__ASSIGNMENT__. Would you filter the listing below so that only lines with the word "insert" remain?
══════════
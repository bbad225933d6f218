//! Texture preloading. Every texture is read before the session starts:
//! base skins are required, easter-egg skins are optional.

use std::collections::HashMap;
use std::path::{Path, PathBuf};
use std::sync::Arc;

use catch_core::{AssetCatalog, GameConfig};
use catch_render::{SpritePipeline, Texture};

pub struct GpuSpriteTexture {
    pub texture: Texture,
    pub bind_group: wgpu::BindGroup,
}

pub struct LoadedTextures {
    pub catalog: AssetCatalog,
    pub gpu: HashMap<Arc<str>, GpuSpriteTexture>,
}

impl LoadedTextures {
    pub fn memory_estimate_mb(&self) -> f32 {
        let bytes: usize = self
            .gpu
            .values()
            .map(|t| (t.texture.size.0 as usize) * (t.texture.size.1 as usize) * 4)
            .sum();
        bytes as f32 / (1024.0 * 1024.0)
    }
}

pub fn texture_path(dir: &Path, name: &str) -> PathBuf {
    dir.join(format!("{name}.png"))
}

fn load_texture_asset_strict(
    device: &wgpu::Device,
    queue: &wgpu::Queue,
    pipeline: &SpritePipeline,
    path: &Path,
) -> Result<GpuSpriteTexture, String> {
    let bytes =
        std::fs::read(path).map_err(|e| format!("Failed to read texture '{}': {e}", path.display()))?;
    let label = path.display().to_string();
    let texture = Texture::from_bytes(device, queue, &bytes, &label)?;
    let bind_group = pipeline.create_texture_bind_group(device, &texture);
    Ok(GpuSpriteTexture {
        texture,
        bind_group,
    })
}

/// Upload every texture the config names. Fails on the first missing required one.
pub fn load_textures(
    device: &wgpu::Device,
    queue: &wgpu::Queue,
    pipeline: &SpritePipeline,
    config: &GameConfig,
) -> Result<LoadedTextures, String> {
    let mut loaded = LoadedTextures {
        catalog: AssetCatalog::new(),
        gpu: HashMap::new(),
    };
    let mut insert = |name: &str, texture: GpuSpriteTexture| {
        let (w, h) = texture.texture.size;
        loaded.catalog.insert(name, w, h);
        loaded.gpu.insert(Arc::from(name), texture);
    };

    for name in config.required_textures() {
        let path = texture_path(&config.textures_dir, name);
        let texture = load_texture_asset_strict(device, queue, pipeline, &path)?;
        insert(name, texture);
    }
    for name in config.optional_textures() {
        let path = texture_path(&config.textures_dir, name);
        match load_texture_asset_strict(device, queue, pipeline, &path) {
            Ok(texture) => insert(name, texture),
            Err(e) => log::warn!("{e}. Easter-egg skin '{name}' disabled."),
        }
    }

    log::info!(
        "Loaded {} textures ({:.1} MB)",
        loaded.gpu.len(),
        loaded.memory_estimate_mb()
    );
    Ok(loaded)
}

/// Texture sizes only, for headless runs that never touch the GPU.
pub fn probe_catalog(config: &GameConfig) -> Result<AssetCatalog, String> {
    let mut catalog = AssetCatalog::new();
    for name in config.required_textures() {
        let path = texture_path(&config.textures_dir, name);
        let (w, h) = image::image_dimensions(&path)
            .map_err(|e| format!("Failed to read texture '{}': {e}", path.display()))?;
        catalog.insert(name, w, h);
    }
    for name in config.optional_textures() {
        let path = texture_path(&config.textures_dir, name);
        match image::image_dimensions(&path) {
            Ok((w, h)) => {
                catalog.insert(name, w, h);
            }
            Err(e) => log::warn!(
                "Failed to read texture '{}': {e}. Easter-egg skin '{name}' disabled.",
                path.display()
            ),
        }
    }
    Ok(catalog)
}
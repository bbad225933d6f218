//! Directional key sets mapped onto a velocity, with an optional sprint modifier.
//!
//! Several direction sets (WASD, arrows) can be registered on one controller;
//! they all write the same `Motion`, last writer wins. Releasing a direction
//! zeroes its axis only when the opposite key of the same set is up; if the
//! opposite key is still held, the axis takes that key's value instead.

use std::cell::RefCell;
use std::rc::Rc;

use glam::Vec2;
use serde::Deserialize;

use crate::input::{handler, BindingId, InputDispatcher, KeyHandler};

#[derive(Debug, Clone, Copy, Default, PartialEq, Eq)]
pub enum Facing {
    #[default]
    Right,
    Left,
}

impl Facing {
    /// Sign applied to horizontal sprite scale.
    pub fn sign(self) -> f32 {
        match self {
            Self::Right => 1.0,
            Self::Left => -1.0,
        }
    }
}

/// Velocity state driven by key handlers and integrated by the game loop.
#[derive(Debug, Clone, Copy, PartialEq)]
pub struct Motion {
    pub velocity: Vec2,
    /// Current speed scalar in pixels per tick. Changed by the sprint modifier.
    pub speed: f32,
    pub facing: Facing,
}

impl Motion {
    pub fn new(speed: f32) -> Self {
        Self {
            velocity: Vec2::ZERO,
            speed,
            facing: Facing::default(),
        }
    }
}

#[derive(Debug, Clone, PartialEq, Eq, Deserialize)]
pub struct DirectionKeys {
    pub up: String,
    pub down: String,
    pub left: String,
    pub right: String,
}

impl DirectionKeys {
    pub fn wasd() -> Self {
        Self {
            up: "KeyW".to_string(),
            down: "KeyS".to_string(),
            left: "KeyA".to_string(),
            right: "KeyD".to_string(),
        }
    }

    pub fn arrows() -> Self {
        Self {
            up: "ArrowUp".to_string(),
            down: "ArrowDown".to_string(),
            left: "ArrowLeft".to_string(),
            right: "ArrowRight".to_string(),
        }
    }

    pub fn codes(&self) -> [&str; 4] {
        [&self.up, &self.down, &self.left, &self.right]
    }
}

#[derive(Debug, Clone, Copy, PartialEq, Eq)]
pub struct DirectionBindings {
    pub up: BindingId,
    pub down: BindingId,
    pub left: BindingId,
    pub right: BindingId,
}

impl DirectionBindings {
    pub fn ids(&self) -> [BindingId; 4] {
        [self.up, self.down, self.left, self.right]
    }
}

/// Selects the `Motion` a controller drives inside the session context.
pub type MotionAccess<C> = fn(&mut C) -> &mut Motion;

pub struct MovementController<C> {
    access: MotionAccess<C>,
    base_speed: f32,
    sprint_speed: f32,
    sets: Rc<RefCell<Vec<DirectionBindings>>>,
}

impl<C: 'static> MovementController<C> {
    pub fn new(access: MotionAccess<C>, base_speed: f32, sprint_speed: f32) -> Self {
        Self {
            access,
            base_speed,
            sprint_speed,
            sets: Rc::new(RefCell::new(Vec::new())),
        }
    }

    pub fn base_speed(&self) -> f32 {
        self.base_speed
    }

    pub fn sprint_speed(&self) -> f32 {
        self.sprint_speed
    }

    pub fn registered_sets(&self) -> Vec<DirectionBindings> {
        self.sets.borrow().clone()
    }

    /// Bind one direction set and wire its press/release handlers.
    pub fn register(
        &self,
        input: &mut InputDispatcher<C>,
        keys: &DirectionKeys,
    ) -> DirectionBindings {
        let set = DirectionBindings {
            up: input.bind(&keys.up),
            down: input.bind(&keys.down),
            left: input.bind(&keys.left),
            right: input.bind(&keys.right),
        };
        let access = self.access;

        input.set_on_press(
            set.up,
            handler(move |ctx: &mut C, _| {
                let motion = access(ctx);
                motion.velocity.y = -motion.speed;
            }),
        );
        input.set_on_release(
            set.up,
            handler(move |ctx: &mut C, keys: &InputDispatcher<C>| {
                let motion = access(ctx);
                motion.velocity.y = if keys.is_up(set.down) { 0.0 } else { motion.speed };
            }),
        );

        input.set_on_press(
            set.down,
            handler(move |ctx: &mut C, _| {
                let motion = access(ctx);
                motion.velocity.y = motion.speed;
            }),
        );
        input.set_on_release(
            set.down,
            handler(move |ctx: &mut C, keys: &InputDispatcher<C>| {
                let motion = access(ctx);
                motion.velocity.y = if keys.is_up(set.up) { 0.0 } else { -motion.speed };
            }),
        );

        input.set_on_press(
            set.left,
            handler(move |ctx: &mut C, _| {
                let motion = access(ctx);
                motion.velocity.x = -motion.speed;
                motion.facing = Facing::Left;
            }),
        );
        input.set_on_release(
            set.left,
            handler(move |ctx: &mut C, keys: &InputDispatcher<C>| {
                let motion = access(ctx);
                motion.velocity.x = if keys.is_up(set.right) { 0.0 } else { motion.speed };
            }),
        );

        input.set_on_press(
            set.right,
            handler(move |ctx: &mut C, _| {
                let motion = access(ctx);
                motion.velocity.x = motion.speed;
                motion.facing = Facing::Right;
            }),
        );
        input.set_on_release(
            set.right,
            handler(move |ctx: &mut C, keys: &InputDispatcher<C>| {
                let motion = access(ctx);
                motion.velocity.x = if keys.is_up(set.left) { 0.0 } else { -motion.speed };
            }),
        );

        self.sets.borrow_mut().push(set);
        log::debug!("Registered movement keys {:?}", keys.codes());
        set
    }

    /// Bind sprint keys. The first key owns the handlers; every further key
    /// shares them, so left and right shift behave identically.
    pub fn bind_sprint(&self, input: &mut InputDispatcher<C>, codes: &[String]) -> Vec<BindingId> {
        let Some((first, rest)) = codes.split_first() else {
            return Vec::new();
        };

        let primary = input.bind(first);
        input.set_on_press(primary, Some(self.speed_handler(self.sprint_speed)));
        input.set_on_release(primary, Some(self.speed_handler(self.base_speed)));

        let mut ids = vec![primary];
        for code in rest {
            let id = input.bind(code);
            input.set_on_press(id, input.on_press(primary));
            input.set_on_release(id, input.on_release(primary));
            ids.push(id);
        }
        ids
    }

    fn speed_handler(&self, speed: f32) -> KeyHandler<C> {
        let access = self.access;
        let sets = Rc::clone(&self.sets);
        Rc::new(move |ctx: &mut C, keys: &InputDispatcher<C>| {
            let motion = access(ctx);
            motion.speed = speed;
            reapply_speed(motion, keys, &sets.borrow());
        })
    }
}

/// Rescale every axis that still has a direction key held so a speed change
/// takes effect without pressing the direction again.
fn reapply_speed<C>(motion: &mut Motion, keys: &InputDispatcher<C>, sets: &[DirectionBindings]) {
    let held = |pick: fn(&DirectionBindings) -> BindingId| {
        sets.iter().any(|set| keys.is_down(pick(set)))
    };
    let neg_x = held(|s| s.left);
    let pos_x = held(|s| s.right);
    let neg_y = held(|s| s.up);
    let pos_y = held(|s| s.down);

    if let Some(dir) = axis_direction(motion.velocity.x, neg_x, pos_x) {
        motion.velocity.x = dir * motion.speed;
    }
    if let Some(dir) = axis_direction(motion.velocity.y, neg_y, pos_y) {
        motion.velocity.y = dir * motion.speed;
    }
}

fn axis_direction(current: f32, neg_held: bool, pos_held: bool) -> Option<f32> {
    if !neg_held && !pos_held {
        return None;
    }
    if current != 0.0 {
        return Some(current.signum());
    }
    match (neg_held, pos_held) {
        (true, false) => Some(-1.0),
        (false, true) => Some(1.0),
        _ => None,
    }
}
══════════
__YOUR RESPONSE__.
    let mut insert = |name: &str, texture: GpuSpriteTexture| {
        loaded.catalog.insert(name, w, h);
        loaded.gpu.insert(Arc::from(name), texture);
        insert(name, texture);
            Ok(texture) => insert(name, texture),
        catalog.insert(name, w, h);
                catalog.insert(name, w, h);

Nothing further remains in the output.